My understanding is, the last layer only creates the mixed7 layer, not the layers before mixed7 from InceptionV3.

@lmoroney Could you please take a look at my question? Thank you very much!

1 Like

I’m not sure that tagging lmoroney is going to do anything useful. He doesn’t appear to be active here. He’s been a member for 6 months, and has visited the DLAI forum exactly once since then.

Thank you for noting this. Can you comment on my question? Or, may I ask if I have well expressed my confusion?

I haven’t commented on this thread before, because I do not understand the confusion.

My question is, which line of code sets the model to have a subset of layers of InceptionV3 from the beginning to mixed7?

@Cheng_Zhang1

the output of the pre_trained model summary, would show you all the mixed layers as that code line taking information from the old model asa whole.

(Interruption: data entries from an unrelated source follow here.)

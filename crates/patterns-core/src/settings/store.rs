//! Thread-safe key-value settings store with flat-file persistence.
//!
//! # Locking (for beginners)
//!
//! The mapping lives behind a [`std::sync::RwLock`].  Any number of threads may
//! hold the *read* lock at the same time (for `get`, `len`, and `save_to_file`),
//! while the *write* lock (for `set` and `load_from_file`) is exclusive.  This
//! turns concurrent access into a well-defined sequence of whole operations:
//! two threads calling `set` on the same key both succeed, and whichever runs
//! second is the value that stays.
//!
//! File I/O is never performed while a lock is held.  `load_from_file` reads
//! and parses the file first, then takes the write lock once to apply every
//! pair.  `save_to_file` renders the text under the read lock, releases it, and
//! only then writes to disk.
//!
//! # Poisoning
//!
//! A `std` lock becomes *poisoned* if a thread panics while holding it.  Every
//! critical section in this module leaves the map in a valid state (a single
//! insert, a clone, or a batch of inserts), so a poisoned lock is recovered
//! with a warning rather than turned into an error.

use std::collections::BTreeMap;
use std::path::{Path, PathBuf};
use std::sync::{PoisonError, RwLock, RwLockReadGuard, RwLockWriteGuard};

use thiserror::Error;
use tracing::{debug, info, warn};

use crate::settings::format::{parse_pairs, render_pairs};

/// Error type for settings lookups and file operations.
#[derive(Debug, Error)]
pub enum SettingsError {
    /// The settings file could not be opened, read, or written.
    #[error("I/O error accessing settings file at {path}: {source}")]
    Io {
        path: PathBuf,
        #[source]
        source: std::io::Error,
    },

    /// The requested key has never been set or loaded.
    #[error("setting not found: {key}")]
    NotFound { key: String },
}

/// In-memory mapping from setting name to setting value.
///
/// Keys are kept in a [`BTreeMap`] so that saved files list them in ascending
/// lexicographic order.
///
/// Most code uses the process-wide instance from
/// [`crate::settings::global::ConfigurationManager::instance`].  Standalone
/// stores created with [`SettingsStore::new`] are useful in tests and for
/// reading a file without touching global state.
///
/// # Examples
///
/// ```rust
/// use patterns_core::SettingsStore;
///
/// let store = SettingsStore::new();
/// store.set("username", "user1");
/// assert_eq!(store.get("username").unwrap(), "user1");
/// assert!(store.get("missing").is_err());
/// ```
#[derive(Debug, Default)]
pub struct SettingsStore {
    settings: RwLock<BTreeMap<String, String>>,
}

impl SettingsStore {
    /// Creates an empty store.  Performs no I/O.
    pub fn new() -> Self {
        Self::default()
    }

    /// Returns a copy of the value stored under `key`.
    ///
    /// # Errors
    ///
    /// Returns [`SettingsError::NotFound`] if `key` is absent.
    pub fn get(&self, key: &str) -> Result<String, SettingsError> {
        self.read_map()
            .get(key)
            .cloned()
            .ok_or_else(|| SettingsError::NotFound {
                key: key.to_string(),
            })
    }

    /// Inserts or overwrites the value for `key`.
    ///
    /// Nothing is validated and nothing is written to disk; call
    /// [`SettingsStore::save_to_file`] to persist.
    pub fn set(&self, key: impl Into<String>, value: impl Into<String>) {
        self.write_map().insert(key.into(), value.into());
    }

    /// Returns `true` if a value is stored under `key`.
    pub fn contains_key(&self, key: &str) -> bool {
        self.read_map().contains_key(key)
    }

    /// Number of stored settings.
    pub fn len(&self) -> usize {
        self.read_map().len()
    }

    /// Returns `true` if no settings are stored.
    pub fn is_empty(&self) -> bool {
        self.read_map().is_empty()
    }

    /// Reads `path` and applies every `key value` pair it contains.
    ///
    /// Existing keys not mentioned in the file are kept.  Keys that appear in
    /// the file overwrite the stored value; if a key appears several times the
    /// last occurrence wins.  A trailing token with no value is ignored.
    ///
    /// Returns the number of pairs applied.
    ///
    /// # Errors
    ///
    /// Returns [`SettingsError::Io`] if the file cannot be opened or read.  The
    /// store is left unmodified in that case.
    ///
    /// The whole file must be valid UTF-8.  A file that opens but contains
    /// other bytes (e.g. Latin-1 text) fails with [`SettingsError::Io`] whose
    /// source has kind [`std::io::ErrorKind::InvalidData`], and none of its
    /// pairs are applied.
    pub fn load_from_file(&self, path: impl AsRef<Path>) -> Result<usize, SettingsError> {
        let path = path.as_ref();
        let content = std::fs::read_to_string(path).map_err(|source| SettingsError::Io {
            path: path.to_path_buf(),
            source,
        })?;

        let parsed = parse_pairs(&content);
        if let Some(token) = &parsed.dropped_token {
            debug!(path = %path.display(), token = %token, "ignoring trailing unpaired token");
        }

        let applied = parsed.pairs.len();
        {
            let mut map = self.write_map();
            map.extend(parsed.pairs);
        }

        info!(path = %path.display(), pairs = applied, "loaded settings");
        Ok(applied)
    }

    /// Writes every stored pair to `path`, one `key value` line per setting in
    /// ascending key order.
    ///
    /// An existing file is truncated.  Parent directories are not created.
    ///
    /// Returns the number of pairs written.
    ///
    /// # Errors
    ///
    /// Returns [`SettingsError::Io`] if the file cannot be created or written.
    pub fn save_to_file(&self, path: impl AsRef<Path>) -> Result<usize, SettingsError> {
        let path = path.as_ref();
        let (content, written) = {
            let map = self.read_map();
            let content = render_pairs(map.iter().map(|(k, v)| (k.as_str(), v.as_str())));
            (content, map.len())
        };

        std::fs::write(path, content).map_err(|source| SettingsError::Io {
            path: path.to_path_buf(),
            source,
        })?;

        info!(path = %path.display(), pairs = written, "saved settings");
        Ok(written)
    }

    fn read_map(&self) -> RwLockReadGuard<'_, BTreeMap<String, String>> {
        self.settings.read().unwrap_or_else(|poisoned| {
            warn!("settings lock poisoned by a panicked thread; recovering");
            PoisonError::into_inner(poisoned)
        })
    }

    fn write_map(&self) -> RwLockWriteGuard<'_, BTreeMap<String, String>> {
        self.settings.write().unwrap_or_else(|poisoned| {
            warn!("settings lock poisoned by a panicked thread; recovering");
            PoisonError::into_inner(poisoned)
        })
    }
}

// ── Tests ─────────────────────────────────────────────────────────────────────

then the next line of last layer, is stating to use pre_trained model only till mixed7 and not beyond that.

Regards
DP

But I do not think “the next line of last layer, is stating to use pre_trained model only till mixed7 and not beyond that”.

You can see that, the last layer output shape is (None, 7, 7, 768), which only refers to mixed7, NOT including the layers before mixed7.